//! Stream variant selection.

use std::fmt;
use std::str::FromStr;

use serde::Serialize;

use crate::error::PublisherError;

/// Which sequence of events a connection receives.
#[derive(Debug, Clone, Copy, PartialEq, Eq, Hash, Default, Serialize)]
#[serde(rename_all = "snake_case")]
pub enum StreamVariant {
    /// Wait for one handshake message, then stream the fixed contact record.
    Contact,
    /// Device join, then communication summaries with a cycling sender.
    #[default]
    EpochCycle,
    /// Device join, then communication summaries with a constant sender.
    EpochFixed,
}

impl StreamVariant {
    /// All variants, in declaration order.
    pub const ALL: [Self; 3] = [Self::Contact, Self::EpochCycle, Self::EpochFixed];

    /// Returns the canonical name of the variant.
    #[must_use]
    pub const fn as_str(&self) -> &'static str {
        match self {
            Self::Contact => "contact",
            Self::EpochCycle => "epoch_cycle",
            Self::EpochFixed => "epoch_fixed",
        }
    }

    /// Whether the connection reads one inbound message before streaming.
    #[must_use]
    pub const fn awaits_handshake(&self) -> bool {
        matches!(self, Self::Contact)
    }
}

impl fmt::Display for StreamVariant {
    fn fmt(&self, f: &mut fmt::Formatter<'_>) -> fmt::Result {
        f.write_str(self.as_str())
    }
}

impl FromStr for StreamVariant {
    type Err = PublisherError;

    fn from_str(s: &str) -> Result<Self, Self::Err> {
        let normalized = s.trim().to_ascii_lowercase().replace('-', "_");
        Self::ALL
            .into_iter()
            .find(|v| v.as_str() == normalized)
            .ok_or_else(|| PublisherError::InvalidVariant(s.to_string()))
    }
}
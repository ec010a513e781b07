//! Wire layer: protobuf message definitions and frame codecs.
//!
//! Messages are declared with `prost` derives so no `.proto` compilation
//! step is needed. Field tags follow the `tutorial.Person` and
//! `epoch.EpochStep` schemas the browser client decodes.

pub mod addressbook;
pub mod codec;
pub mod epoch;

pub use addressbook::{Person, PhoneNumber, PhoneType};
pub use codec::{
    FrameEncoding, decode_contact, decode_topology, encode_contact, encode_event, encode_topology,
};
pub use epoch::{AddrAssoc, ArpAssoc, DeviceComm, EpochStep, L2Summary};
use chrono::{DateTime, Duration, NaiveDate, NaiveDateTime, Utc};
use serde::{Deserialize, Serialize};
use sqlx::FromRow;
use uuid::Uuid;

// ---------------------------------------------------------------------------
// Catalogue rows
// ---------------------------------------------------------------------------

/// A summer job event -- the season that plans and adoration slots belong to.
#[derive(Debug, Clone, Serialize, Deserialize, FromRow)]
pub struct SummerJobEvent {
    pub id: Uuid,
    pub name: String,
    pub start_date: NaiveDate,
    pub end_date: NaiveDate,
    pub is_active: bool,
    pub created_at: DateTime<Utc>,
}

impl SummerJobEvent {
    /// Whether `day` falls inside the event's date range (inclusive).
    pub fn contains_day(&self, day: NaiveDate) -> bool {
        self.start_date <= day && day <= self.end_date
    }
}

/// A volunteer.
#[derive(Debug, Clone, Serialize, Deserialize, FromRow)]
pub struct Worker {
    pub id: Uuid,
    pub first_name: String,
    pub last_name: String,
    pub phone: String,
    pub email: String,
    pub is_strong: bool,
    pub created_at: DateTime<Utc>,
}

/// The slice of a worker shown to other workers: name and phone.
#[derive(Debug, Clone, PartialEq, Eq, Serialize, Deserialize, FromRow)]
pub struct WorkerContact {
    pub id: Uuid,
    pub first_name: String,
    pub last_name: String,
    pub phone: String,
}

impl WorkerContact {
    /// `"First Last"`.
    pub fn full_name(&self) -> String {
        format!("{} {}", self.first_name, self.last_name)
    }
}

/// A car owned by a worker.
#[derive(Debug, Clone, Serialize, Deserialize, FromRow)]
pub struct Car {
    pub id: Uuid,
    pub owner_id: Uuid,
    pub name: String,
    pub seats: i32,
}

/// A job definition not yet tied to a day.
#[derive(Debug, Clone, Serialize, Deserialize, FromRow)]
pub struct ProposedJob {
    pub id: Uuid,
    pub event_id: Uuid,
    pub name: String,
    pub public_description: String,
    pub private_description: String,
    pub address: String,
    pub contact: String,
    pub has_food: bool,
    pub has_shower: bool,
}

// ---------------------------------------------------------------------------
// Plan rows
// ---------------------------------------------------------------------------

/// One calendar day of one event.
#[derive(Debug, Clone, Serialize, Deserialize, FromRow)]
pub struct Plan {
    pub id: Uuid,
    pub event_id: Uuid,
    pub day: NaiveDate,
    pub published: bool,
    pub created_at: DateTime<Utc>,
}

/// A proposed job scheduled into a plan.
#[derive(Debug, Clone, Serialize, Deserialize, FromRow)]
pub struct ActiveJob {
    pub id: Uuid,
    pub plan_id: Uuid,
    pub proposed_job_id: Uuid,
    pub public_description: String,
    pub private_description: String,
    pub responsible_worker_id: Option<Uuid>,
    pub created_at: DateTime<Utc>,
}

/// An active job joined with its proposed job's name, for display.
#[derive(Debug, Clone, Serialize, Deserialize, FromRow)]
pub struct ActiveJobSummary {
    pub id: Uuid,
    pub plan_id: Uuid,
    pub proposed_job_id: Uuid,
    pub name: String,
    pub public_description: String,
    pub responsible_worker_id: Option<Uuid>,
}

/// A carpool attached to one active job.
#[derive(Debug, Clone, Serialize, Deserialize, FromRow)]
pub struct Ride {
    pub id: Uuid,
    pub job_id: Uuid,
    pub driver_id: Uuid,
    pub car_id: Uuid,
    pub created_at: DateTime<Utc>,
}

/// A ride together with its passenger ids.
#[derive(Debug, Clone, Serialize, Deserialize, FromRow)]
pub struct RideWithPassengers {
    #[sqlx(flatten)]
    #[serde(flatten)]
    pub ride: Ride,
    pub passenger_ids: Vec<Uuid>,
}

impl RideWithPassengers {
    /// Whether `worker_id` drives or rides in this ride.
    pub fn carries(&self, worker_id: Uuid) -> bool {
        self.ride.driver_id == worker_id || self.passenger_ids.contains(&worker_id)
    }
}

// ---------------------------------------------------------------------------
// Adoration rows
// ---------------------------------------------------------------------------

/// A bookable adoration time window.
#[derive(Debug, Clone, PartialEq, Eq, Serialize, Deserialize, FromRow)]
pub struct AdorationSlot {
    pub id: Uuid,
    pub event_id: Uuid,
    pub date_start: NaiveDateTime,
    pub length_minutes: i32,
    pub location: String,
    pub capacity: i32,
}

impl AdorationSlot {
    /// Wall-clock end of the slot.
    pub fn date_end(&self) -> NaiveDateTime {
        self.date_start + Duration::minutes(i64::from(self.length_minutes))
    }
}

/// A slot with the contacts of everyone signed up for it.
#[derive(Debug, Clone, Serialize, Deserialize)]
pub struct SlotWithWorkers {
    #[serde(flatten)]
    pub slot: AdorationSlot,
    pub workers: Vec<WorkerContact>,
}

impl SlotWithWorkers {
    pub fn has_worker(&self, worker_id: Uuid) -> bool {
        self.workers.iter().any(|w| w.id == worker_id)
    }
}

// ---------------------------------------------------------------------------
// Tests
// ---------------------------------------------------------------------------

#[cfg(test)]
mod tests {
    use super::*;

    fn slot(start: &str, length_minutes: i32) -> AdorationSlot {
        AdorationSlot {
            id: Uuid::new_v4(),
            event_id: Uuid::new_v4(),
            date_start: NaiveDateTime::parse_from_str(start, "%Y-%m-%d %H:%M").unwrap(),
            length_minutes,
            location: "chapel".to_string(),
            capacity: 2,
        }
    }

    #[test]
    fn slot_end_adds_length() {
        let s = slot("2026-07-14 09:30", 45);
        assert_eq!(s.date_end().format("%H:%M").to_string(), "10:15");
    }

    #[test]
    fn slot_end_crosses_midnight() {
        let s = slot("2026-07-14 23:30", 60);
        assert_eq!(
            s.date_end().format("%Y-%m-%d %H:%M").to_string(),
            "2026-07-15 00:30"
        );
    }

    #[test]
    fn event_contains_day_is_inclusive() {
        let event = SummerJobEvent {
            id: Uuid::new_v4(),
            name: "Summer".to_string(),
            start_date: NaiveDate::from_ymd_opt(2026, 7, 1).unwrap(),
            end_date: NaiveDate::from_ymd_opt(2026, 7, 7).unwrap(),
            is_active: true,
            created_at: Utc::now(),
        };
        assert!(event.contains_day(NaiveDate::from_ymd_opt(2026, 7, 1).unwrap()));
        assert!(event.contains_day(NaiveDate::from_ymd_opt(2026, 7, 7).unwrap()));
        assert!(!event.contains_day(NaiveDate::from_ymd_opt(2026, 7, 8).unwrap()));
    }

    #[test]
    fn ride_carries_driver_and_passengers() {
        let driver = Uuid::new_v4();
        let passenger = Uuid::new_v4();
        let ride = RideWithPassengers {
            ride: Ride {
                id: Uuid::new_v4(),
                job_id: Uuid::new_v4(),
                driver_id: driver,
                car_id: Uuid::new_v4(),
                created_at: Utc::now(),
            },
            passenger_ids: vec![passenger],
        };
        assert!(ride.carries(driver));
        assert!(ride.carries(passenger));
        assert!(!ride.carries(Uuid::new_v4()));
    }
}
_ _ _ _
Read the records above. Show each line that has the string "location".

> [Output]:
    pub location: String,
            location: "chapel".to_string(),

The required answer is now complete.